Vom Murkraftwerk bis zur dritten Piste in Wien-Schwechat, vom Umgang mit der Elektroschlacke der Marienhütte bis zur Übererfüllung der europäischen Hygienestandards im „Kochlöffel-Fall“ einer Grazer Bioladen-Betreibern. Die Liste der „Gold Plating“-Fälle in Österreich ist lang. Um gegenzusteuern, wurde mit der WKÖ ein umfangreiches Reformpaket geschnürt, das nun Minister Josef Moser übergeben wurde und u.a. folgende Erleichterungen vorsieht.
- Chemikalienrecht: Weltweit ist das EU-Chemikalienrecht das strengste seiner Art. Trotzdem hat Österreich noch zahlreiche Relikte aus Vor-EU-Zeiten. Entrümpelung ist nötig.
- Abfallwirtschaft: Unter dem Motto „Zettelwirtschaft verringern“ sollte die in Österreich überbordende Datensammlung über Abfälle auf die EU-Vorgaben fokussiert sein. Ein Abfallwirtschaftskonzept sollte nur dort verpflichtend sein, wo es EU-Vorgaben verlangen.

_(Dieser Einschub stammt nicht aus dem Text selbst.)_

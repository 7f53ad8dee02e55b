use crate::api::{QuestSummary, UnlockDescriptor};

use super::{ArcadeBus, ArcadeEvent};

pub fn broadcast_quest_update(bus: &ArcadeBus, quest: QuestSummary) {
    let delivered = bus.publish(ArcadeEvent::QuestUpdated { quest });
    tracing::debug!(delivered, "broadcast quest update");
}

/// Publish the unlocks produced by a quest. An empty list publishes nothing
/// and returns `false`.
pub fn broadcast_quest_unlocks(
    bus: &ArcadeBus,
    quest: QuestSummary,
    unlocks: Vec<UnlockDescriptor>,
) -> bool {
    if unlocks.is_empty() {
        return false;
    }
    let count = unlocks.len();
    let delivered = bus.publish(ArcadeEvent::QuestUnlocked { quest, unlocks });
    tracing::debug!(delivered, unlocks = count, "broadcast quest unlocks");
    true
}

pub fn emit_world_progress_updated(bus: &ArcadeBus, track_slug: Option<String>) {
    bus.publish(ArcadeEvent::WorldProgressUpdated { track_slug });
}
use std::time::Duration;

use serde::de::DeserializeOwned;
use serde::Serialize;

use crate::api::error::ApiError;
use crate::api::types::{
    DailyPracticePlan, QuestSubmitRequest, QuestSubmitResult, QuestSummary,
    WorldProgressResponse,
};
use crate::config::ApiConfig;

/// Typed client for the arcade REST API.
#[derive(Debug, Clone)]
pub struct ArcadeClient {
    base_url: String,
    client: reqwest::Client,
}

impl ArcadeClient {
    pub fn new(config: &ApiConfig) -> Result<Self, ApiError> {
        let base_url = config.base_url.trim();
        if base_url.is_empty() {
            return Err(ApiError::Config("api baseUrl cannot be empty".to_string()));
        }
        reqwest::Url::parse(base_url).map_err(|error| {
            ApiError::Config(format!("invalid api baseUrl '{base_url}': {error}"))
        })?;
        if config.timeout_ms == 0 {
            return Err(ApiError::Config(
                "api timeout must be greater than 0".to_string(),
            ));
        }

        Ok(Self {
            base_url: base_url.trim_end_matches('/').to_string(),
            client: reqwest::Client::builder()
                .timeout(Duration::from_millis(config.timeout_ms))
                .build()
                .map_err(|error| ApiError::Config(error.to_string()))?,
        })
    }

    pub fn base_url(&self) -> &str {
        &self.base_url
    }

    pub async fn fetch_world_progress(&self) -> Result<WorldProgressResponse, ApiError> {
        self.get_json("/api/worlds/progress").await
    }

    pub async fn fetch_quests(&self, world_id: Option<&str>) -> Result<Vec<QuestSummary>, ApiError> {
        let path = match world_id {
            Some(world_id) => format!("/api/quests/?world_id={}", urlencoding::encode(world_id)),
            None => "/api/quests/".to_string(),
        };
        self.get_json(&path).await
    }

    pub async fn accept_quest(&self, slug: &str) -> Result<QuestSummary, ApiError> {
        let path = format!("/api/quests/{}/accept", urlencoding::encode(slug));
        self.post_json::<(), _>(&path, None).await
    }

    pub async fn submit_quest(
        &self,
        slug: &str,
        request: &QuestSubmitRequest,
    ) -> Result<QuestSubmitResult, ApiError> {
        if request.code.trim().is_empty() {
            return Err(ApiError::Validation(
                "submission code cannot be empty".to_string(),
            ));
        }
        let path = format!("/api/quests/{}/submit", urlencoding::encode(slug));
        self.post_json(&path, Some(request)).await
    }

    pub async fn fetch_practice_today(&self) -> Result<DailyPracticePlan, ApiError> {
        self.get_json("/api/practice_rounds/today").await
    }

    async fn get_json<T: DeserializeOwned>(&self, path: &str) -> Result<T, ApiError> {
        let endpoint = format!("{}{}", self.base_url, path);
        let response = self
            .client
            .get(&endpoint)
            .send()
            .await
            .map_err(|error| self.transport_error(&endpoint, error))?;
        read_json(&endpoint, response).await
    }

    async fn post_json<B: Serialize, T: DeserializeOwned>(
        &self,
        path: &str,
        body: Option<&B>,
    ) -> Result<T, ApiError> {
        let endpoint = format!("{}{}", self.base_url, path);
        let mut request = self
            .client
            .post(&endpoint)
            .header("Content-Type", "application/json");
        if let Some(body) = body {
            request = request.json(body);
        }
        let response = request
            .send()
            .await
            .map_err(|error| self.transport_error(&endpoint, error))?;
        read_json(&endpoint, response).await
    }

    fn transport_error(&self, endpoint: &str, error: reqwest::Error) -> ApiError {
        if error.is_connect() {
            return ApiError::Request(format!(
                "could not reach arcade API at {}: {error}",
                self.base_url
            ));
        }
        tracing::debug!("request to {endpoint} failed: {error}");
        ApiError::from(error)
    }
}

async fn read_json<T: DeserializeOwned>(
    endpoint: &str,
    response: reqwest::Response,
) -> Result<T, ApiError> {
    let status = response.status();
    let text = response.text().await?;

    tracing::debug!("arcade API response: endpoint={endpoint} status={status}");

    if !status.is_success() {
        return Err(ApiError::Status {
            endpoint: endpoint.to_string(),
            status: status.as_u16(),
            detail: error_detail(&text, status),
        });
    }

    serde_json::from_str(&text)
        .map_err(|error| ApiError::InvalidResponse(format!("{endpoint} parse failed: {error}")))
}

/// FastAPI-style `{"detail": ...}` bodies carry the useful message.
fn error_detail(body: &str, status: reqwest::StatusCode) -> String {
    if let Ok(value) = serde_json::from_str::<serde_json::Value>(body) {
        match value.get("detail") {
            Some(serde_json::Value::String(detail)) => return detail.clone(),
            Some(other) => return other.to_string(),
            None => {}
        }
    }
    let trimmed = body.trim();
    if trimmed.is_empty() {
        return status
            .canonical_reason()
            .unwrap_or("unknown error")
            .to_string();
    }
    trimmed.to_string()
}

#[cfg(test)]
mod tests {
    use super::*;

    #[test]
    fn error_detail_prefers_detail_field() {
        let status = reqwest::StatusCode::UNPROCESSABLE_ENTITY;
        assert_eq!(
            error_detail(r#"{"detail":"code is required"}"#, status),
            "code is required"
        );
        assert_eq!(
            error_detail(r#"{"detail":[{"loc":["body","code"]}]}"#, status),
            r#"[{"loc":["body","code"]}]"#
        );
    }

    #[test]
    fn error_detail_falls_back_to_body_then_reason() {
        let status = reqwest::StatusCode::BAD_GATEWAY;
        assert_eq!(error_detail("upstream down\n", status), "upstream down");
        assert_eq!(error_detail("", status), "Bad Gateway");
    }

    #[test]
    fn new_rejects_invalid_config() {
        let config = ApiConfig {
            base_url: "not a url".to_string(),
            timeout_ms: 1_000,
        };
        assert!(matches!(ArcadeClient::new(&config), Err(ApiError::Config(_))));

        let config = ApiConfig {
            base_url: "http://127.0.0.1:8000".to_string(),
            timeout_ms: 0,
        };
        assert!(matches!(ArcadeClient::new(&config), Err(ApiError::Config(_))));
    }

    #[test]
    fn new_trims_trailing_slash() {
        let config = ApiConfig {
            base_url: "http://127.0.0.1:8000/".to_string(),
            timeout_ms: 1_000,
        };
        let client = ArcadeClient::new(&config).expect("client should build");
        assert_eq!(client.base_url(), "http://127.0.0.1:8000");
    }
}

- Telekommunikationsgesetz: Die kostenlose Papierrechnung als Standard-Vorgabe ist EU-rechtlich nicht vorgesehen und auch nicht mehr zeitgemäß. Stattdessen sollte als Standard die elektronische Übermittlung vorgesehen werden.
- Güterbeförderungsgesetz. Um eine ausreichende Anzahl an Abstellplätzen in Unternehmensnähe zu garantieren, sieht das Güterbeförderungsgesetz den Nachweis von geeigneteten Abstellplätzen vor. Unionsrechtlich ist das nicht vorgesehen.
- Lohn- und Sozialdumping. Nach der EU-Richtlinie sorgen die Mitgliedstaaten für die Einhaltung der Mindestlohnsätze einschließlich der Überstundensätze. Das österreichische Gesetz sieht drakonische Strafen für Unterentlohnung und einen weiteren Entgeltbegriff vor.